Between 2015 and 2020, from the deck of Oceania, a Polish polar expedition sailing vessel, oceanographers set photo traps 35 meters down in the western fjords of Svalbard. “Oceania is incredibly seaworthy and you can do really good research from her deck,” describes Kajetan Deja, an oceanographer at the Institute of Oceanology of the Polish Academy of Sciences. “Sailing on this vessel is kind of romantic and offers good access to the water and the surrounding nature.” Indeed, his team of researchers has just been going through the recordings, and made a great discovery. A bit like oceanographers on their sailboats, sea lilies attach to the backs of moving crabs, whereas this filter-feeding animal usually hangs on the bottom.
This curious and unique pairing was described for the first time in Polar Biology on July 8. According to the authors, the sea lily in question, Heliometra glacialis, moves in this way towards new spaces opened up by retreating glacial tongues. Despite its name and appearance, a sea lily is not a plant. Rather, it belongs to the Crinoides group, closely related to sea urchins, sea cucumbers and starfish.

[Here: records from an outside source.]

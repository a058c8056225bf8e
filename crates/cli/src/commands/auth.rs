//! `register`, `login`, `logout` and `status`.

use std::io::{self, Write};

use taskmanager_client::views::{LoginForm, RegisterForm};
use taskmanager_client::{Screen, ViewHandle};

use super::{CliError, Context, settle};
use crate::prompt;

/// Create an account. The user still has to log in afterwards.
pub async fn register(
    ctx: &Context,
    username: String,
    email: String,
    password: Option<String>,
) -> Result<(), CliError> {
    let mut form = RegisterForm::new(ViewHandle::new());
    form.username = username;
    form.email = email;
    form.password = prompt::password(password, true)?;

    let outcome = prompt::with_spinner("Creating Account...", form.submit(&ctx.api)).await;
    let Some(message) = settle(outcome, form.error())? else {
        return Ok(());
    };

    let mut out = io::stdout().lock();
    writeln!(out, "{message}")?;
    writeln!(out, "Log in with `tm login`.")?;
    Ok(())
}

/// Log in and persist the token.
pub async fn login(
    ctx: &Context,
    username: String,
    password: Option<String>,
) -> Result<(), CliError> {
    let mut form = LoginForm::new(ViewHandle::new());
    form.username = username;
    form.password = prompt::password(password, false)?;

    let outcome = prompt::with_spinner("Logging in...", form.submit(&ctx.api)).await;
    let Some(profile) = settle(outcome, form.error())? else {
        return Ok(());
    };

    let screen = Screen::resolve(&ctx.session().snapshot().await);
    let mut out = io::stdout().lock();
    writeln!(out, "Welcome, {}! (Role: {})", profile.username, profile.role)?;
    if screen == Screen::AdminDashboard {
        writeln!(out, "You have administrator privileges. Try `tm admin stats`.")?;
    }
    Ok(())
}

/// Forget the session, locally and on disk.
pub async fn logout(ctx: &Context) -> Result<(), CliError> {
    let was_authenticated = ctx.session().is_authenticated().await;
    ctx.session().logout().await?;

    let mut out = io::stdout().lock();
    if was_authenticated {
        writeln!(out, "Logged out.")?;
    } else {
        writeln!(out, "Not logged in.")?;
    }
    Ok(())
}

/// Print the session state. Makes no network call.
pub async fn status(ctx: &Context) -> Result<(), CliError> {
    let session = ctx.session().snapshot().await;
    let mut out = io::stdout().lock();

    writeln!(out, "API: {}", ctx.api.base_url())?;
    match (&session.token, &session.user) {
        (None, _) => writeln!(out, "Not logged in.")?,
        (Some(_), Some(user)) => {
            writeln!(out, "Logged in as {} <{}> ({})", user.username, user.email, user.role)?;
        }
        (Some(_), None) => {
            writeln!(out, "Logged in (profile unknown until the next `tm login`).")?;
        }
    }
    Ok(())
}
use std::fmt::{Debug, Display, Formatter};
use std::net::{SocketAddr, SocketAddrV4, SocketAddrV6};

use anyhow::anyhow;
use bytes::{Buf, BufMut};

use crate::util::buf_ext::BufExt;

/// Identifies a peer on whatever medium a transport adapter talks to. Addresses are captured
///  from inbound packets or supplied by the application when it creates a connection, and they
///  are never modified afterwards.
///
/// Equality is structural: two addresses are equal iff they are the same variant with the
///  same content.
#[derive(Clone, Copy, Eq, PartialEq, Hash)]
pub enum Address {
    /// network number + node id, as used by broadcast-capable LAN media
    Ipx { network: [u8; 4], node: [u8; 6] },
    Socket(SocketAddr),
    /// the single peer at the other end of a point-to-point serial line
    Serial { port: u8 },
}

impl Address {
    const DISCRIMINATOR_IPX: u8 = 1;
    const DISCRIMINATOR_V4: u8 = 4;
    const DISCRIMINATOR_V6: u8 = 6;
    const DISCRIMINATOR_SERIAL: u8 = 9;

    pub fn ser(&self, buf: &mut impl BufMut) {
        match self {
            Address::Ipx { network, node } => {
                buf.put_u8(Self::DISCRIMINATOR_IPX);
                buf.put_slice(network);
                buf.put_slice(node);
            }
            Address::Socket(SocketAddr::V4(data)) => {
                buf.put_u8(Self::DISCRIMINATOR_V4);
                buf.put_u32(data.ip().to_bits());
                buf.put_u16(data.port());
            }
            Address::Socket(SocketAddr::V6(data)) => {
                buf.put_u8(Self::DISCRIMINATOR_V6);
                buf.put_u128(data.ip().to_bits());
                buf.put_u16(data.port());
            }
            Address::Serial { port } => {
                buf.put_u8(Self::DISCRIMINATOR_SERIAL);
                buf.put_u8(*port);
            }
        }
    }

    pub fn serialized_len(&self) -> usize {
        match self {
            Address::Ipx { .. } => 11,
            Address::Socket(SocketAddr::V4(_)) => 7,
            Address::Socket(SocketAddr::V6(_)) => 19,
            Address::Serial { .. } => 2,
        }
    }

    pub fn try_deser(buf: &mut impl Buf) -> anyhow::Result<Address> {
        let addr = match buf.get_checked_u8()? {
            Self::DISCRIMINATOR_IPX => {
                let network = buf.get_checked_array::<4>()?;
                let node = buf.get_checked_array::<6>()?;
                Address::Ipx { network, node }
            }
            Self::DISCRIMINATOR_V4 => {
                let ip = buf.get_checked_u32()?;
                let port = buf.get_checked_u16()?;
                Address::Socket(SocketAddr::V4(SocketAddrV4::new(ip.into(), port)))
            }
            Self::DISCRIMINATOR_V6 => {
                let ip = buf.get_checked_u128()?;
                let port = buf.get_checked_u16()?;
                Address::Socket(SocketAddr::V6(SocketAddrV6::new(ip.into(), port, 0, 0)))
            }
            Self::DISCRIMINATOR_SERIAL => {
                Address::Serial { port: buf.get_checked_u8()? }
            }
            n => {
                return Err(anyhow!("invalid address discriminator: {}", n));
            }
        };
        Ok(addr)
    }
}

impl From<SocketAddr> for Address {
    fn from(addr: SocketAddr) -> Self {
        Address::Socket(addr)
    }
}

impl Debug for Address {
    fn fmt(&self, f: &mut Formatter<'_>) -> std::fmt::Result {
        match self {
            Address::Ipx { network, node } => {
                for b in network {
                    write!(f, "{:02x}", b)?;
                }
                write!(f, ":")?;
                for b in node {
                    write!(f, "{:02x}", b)?;
                }
                Ok(())
            }
            Address::Socket(addr) => write!(f, "{}", addr),
            Address::Serial { port } => write!(f, "serial#{}", port),
        }
    }
}

impl Display for Address {
    fn fmt(&self, f: &mut Formatter<'_>) -> std::fmt::Result {
        Debug::fmt(self, f)
    }
}


/// Target of an outbound packet: either every peer the medium reaches, or one specific peer
#[derive(Clone, Copy, Debug, Eq, PartialEq, Hash)]
pub enum Destination {
    Broadcast,
    Peer(Address),
}

impl From<Address> for Destination {
    fn from(addr: Address) -> Self {
        Destination::Peer(addr)
    }
}

#[cfg(test)]
mod tests {
    use super::*;
    use rstest::rstest;

    #[rstest]
    #[case::ipx(Address::Ipx { network: [0, 0, 0, 1], node: [1, 2, 3, 4, 5, 6] }, vec![1, 0,0,0,1, 1,2,3,4,5,6])]
    #[case::v4(Address::Socket(SocketAddr::from(([10, 0, 0, 1], 0x8813))), vec![4, 10,0,0,1, 0x88,0x13])]
    #[case::v6(Address::Socket(SocketAddr::from(([0, 0, 0, 0, 0, 0, 0, 1], 7))), vec![6, 0,0,0,0,0,0,0,0,0,0,0,0,0,0,0,1, 0,7])]
    #[case::serial(Address::Serial { port: 2 }, vec![9, 2])]
    fn test_ser(#[case] addr: Address, #[case] expected: Vec<u8>) {
        let mut buf = Vec::new();
        addr.ser(&mut buf);
        assert_eq!(buf, expected);
        assert_eq!(addr.serialized_len(), buf.len());

        let mut b: &[u8] = &buf;
        assert_eq!(Address::try_deser(&mut b).unwrap(), addr);
        assert!(b.is_empty());
    }

    #[rstest]
    #[case::empty(vec![])]
    #[case::bad_discriminator(vec![7, 1, 2])]
    #[case::truncated_ipx(vec![1, 0, 0, 0, 1, 1, 2])]
    #[case::truncated_v4(vec![4, 10, 0, 0, 1, 0x88])]
    fn test_deser_invalid(#[case] data: Vec<u8>) {
        let mut b: &[u8] = &data;
        assert!(Address::try_deser(&mut b).is_err());
    }

    #[test]
    fn test_equality_is_structural() {
        let a = Address::Ipx { network: [0; 4], node: [1, 2, 3, 4, 5, 6] };
        let b = Address::Ipx { network: [0, 0, 0, 1], node: [1, 2, 3, 4, 5, 6] };
        assert_ne!(a, b);
        assert_eq!(a, a.clone());
        assert_ne!(Address::Serial { port: 1 }, Address::Serial { port: 2 });
    }

    #[test]
    fn test_display() {
        let a = Address::Ipx { network: [0, 0, 0, 1], node: [0xa, 0xb, 0xc, 0xd, 0xe, 0xf] };
        assert_eq!(a.to_string(), "00000001:0a0b0c0d0e0f");
    }
}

It’s a species that lives in the northern hemisphere, in the cold waters of the Arctic. “It has often been recorded on the outer shelf of the Barents Sea, Greenland and the North Atlantic,” describes Kajetan Deja in detail. Usually, this featherstar prefers open water to bays or small fjords, because “it needs strong currents and water movement, conditions usually found along the edges of the shelf”, he adds. Yet the crab-riding sea lilies have been detected on underwater photo traps at the bottom of Mijenfjorden and Eklanfjorden, on Svalbard, in the sediment plumes of melting glaciers. The question is, why do they travel so far?
These freed-up spaces are attracting them to a new phenomenon: underwater plankton cascades. Tiny saltwater organisms such as copepods and diatoms perish on contact with the incoming freshwater in estuaries. “Freshwater currents between land and sea are accelerated by global warming,” says Agnès Baltzer, a sedimentologist at the University of Nantes. As a result, plankton are sinking down through the water column. “Heliometra glacialis feeds on fresh organic suspended matter, large diatoms and zooplankton, mainly copepods”, points out Kajetan Deja.

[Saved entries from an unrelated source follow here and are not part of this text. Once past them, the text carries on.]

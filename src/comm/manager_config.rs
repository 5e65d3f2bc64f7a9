use anyhow::bail;

use crate::comm::packet_header::{GlobalHeader, PacketHeader, GLOBAL_MAGIC_NUMBER};
use crate::comm::timing::Timing;

/// Default maximum number of simultaneous connections
pub const CONNECT_MAX: usize = 7;

/// Default socket selector, i.e. the UDP port for the datagram medium
pub const DEFAULT_SOCKET: u16 = 0x8813;

/// Largest packet (header + payload) that all supported media carry without fragmentation
pub const MEDIUM_MAX_PACKET_LEN: usize = 546;

/// Sizing and identification parameters of a `ConnectionManager`, fixed at construction
#[derive(Clone, Debug)]
pub struct ManagerConfig {
    /// Maximum application payload of a global channel packet (i.e. excluding the header)
    pub global_max_packet_len: usize,
    /// Number of entries in each of the global channel's send and receive rings
    pub global_queue_depth: usize,

    /// Maximum application payload of a private channel packet (i.e. excluding the header)
    pub private_max_packet_len: usize,
    /// Number of entries in each of a private channel's send and receive rings
    pub private_queue_depth: usize,

    /// Selects the channel on the medium, e.g. the UDP port
    pub socket: u16,

    /// Identifies the application on the medium. This is used verbatim as the magic number of
    ///  all private channel packets, so unrelated products sharing the medium ignore each
    ///  other's traffic.
    pub product_id: u16,

    pub max_connections: usize,

    /// initial timing, can be changed at runtime
    pub timing: Timing,
}

impl ManagerConfig {
    pub fn new(product_id: u16) -> ManagerConfig {
        ManagerConfig {
            global_max_packet_len: MEDIUM_MAX_PACKET_LEN - GlobalHeader::SERIALIZED_LEN,
            global_queue_depth: 160,
            private_max_packet_len: MEDIUM_MAX_PACKET_LEN - PacketHeader::SERIALIZED_LEN,
            private_queue_depth: 32,
            socket: DEFAULT_SOCKET,
            product_id,
            max_connections: CONNECT_MAX,
            timing: Timing::default(),
        }
    }

    pub fn validate(&self) -> anyhow::Result<()> {
        if self.product_id == GLOBAL_MAGIC_NUMBER {
            bail!("product id {:#06x} is reserved for the global channel", self.product_id);
        }
        if self.global_queue_depth == 0 || self.private_queue_depth == 0 {
            bail!("queue depths must be positive");
        }
        if self.global_max_packet_len == 0 || self.private_max_packet_len == 0 {
            bail!("max packet lengths must be positive");
        }
        if self.global_max_packet_len + GlobalHeader::SERIALIZED_LEN > u16::MAX as usize
            || self.private_max_packet_len + PacketHeader::SERIALIZED_LEN > u16::MAX as usize
        {
            bail!("packets must fit a 16 bit length field");
        }
        if self.max_connections == 0 {
            bail!("max_connections must be positive");
        }
        if self.timing.retry_delta == 0 {
            bail!("retry_delta must be at least one tick");
        }
        Ok(())
    }
}
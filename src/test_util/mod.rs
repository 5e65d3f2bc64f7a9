//! This module contains utilities for testing code based on the connection manager without real
//!  network hardware. They are used for testing this crate itself, but they are also exported
//!  for application testing, which is why they are part of the crate's regular
//!  (non-#[cfg(test)]) code.

pub mod packets;
pub mod sim_network;

use crate::comm::address::Address;

/// convenience function for test code: create an [Address] based on a number, the same number
///  generating the same address and different numbers different addresses
pub fn test_addr_from_number(number: u16) -> Address {
    let [hi, lo] = number.to_be_bytes();
    Address::Ipx {
        network: [0, 0, 0, 1],
        node: [0, 0, 0, 0, hi, lo],
    }
}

The lily filters the water fixed on the substrate. “The most typical bottom for this species is gravel mixed with mud and sand”, Deja notes.”To find food, it can move around on its own, walking with its cirri or is carried by the current. But the question is why settle on the back of a crab?
Near glacier tongues, unstable bottom surfaces and turbid water are not ideal for sea lilies, unless they find a solid substrate such as a crab. This prompts a new question: is it symbiosis? Apparently not, since the lily can unhook itself, and unlike Oceania‘s Arctic oceanologists, it can leave the vessel at any time to further move around in Svalbard’s fjords.